As you can see, the only thing Achilles liked more than Patroclus was holding a grudge. I don’t think he ever really forgave Agamemnon, but at least he was willing to put his feelings aside for five minutes to work together for the common cause. And the whole thing with dragging Hector’s body around Patroclus’ grave was nothing more than a temper tantrum. You’d think he’d catch on the gods wanted him to give the body back to the Trojans what with the no damage or decay after two weeks, but no. Achilles is kind of dumb.

But I can put up with him because he’s going to die anyway. It was foretold early in the book that Achilles’ death will follow soon after Hector’s so we know it’s coming even though the book ends before it happens. We’ll have to wait for The Odyssey for that bit of satisfaction.
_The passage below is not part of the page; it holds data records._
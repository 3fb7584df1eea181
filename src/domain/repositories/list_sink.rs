// Copyright (c) 2025 Kirky.X
//
// Licensed under the MIT License
// See LICENSE file in the project root for full license information.

use async_trait::async_trait;
use thiserror::Error;

/// 存储错误类型
#[derive(Error, Debug)]
pub enum SinkError {
    /// IO错误
    #[error("IO error: {0}")]
    Io(#[from] std::io::Error),
}

/// 列表存储特质
///
/// 流水线结束时用于保存失败列表或可用代理列表，
/// 每个条目占一行
#[async_trait]
pub trait ListSink: Send + Sync {
    /// 以指定名称保存列表，覆盖已有内容
    async fn persist(&self, name: &str, entries: &[String]) -> Result<(), SinkError>;

    /// 读取已保存的列表
    async fn load(&self, name: &str) -> Result<Option<Vec<String>>, SinkError>;
}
Lysistrata and Other Plays, Aristophanes

5 stars

First Sentence: The eleven surviving plays of Aristophanes are all that we have, apart from fragments preserved on papyri or quoted by other ancient writers, of one of the most remarkable branches of the literature of antiquity, the Old Comedy of Athens.

Thoughts: This translation is from the 1970s as opposed to An Anthology of Greek Drama from 1949. Why is this important? Because the dirty parts are out in the open for all to see in plain English, not hidden under a thin veneer of Latin. And this being Greek comedy, there are a lot of dirty parts.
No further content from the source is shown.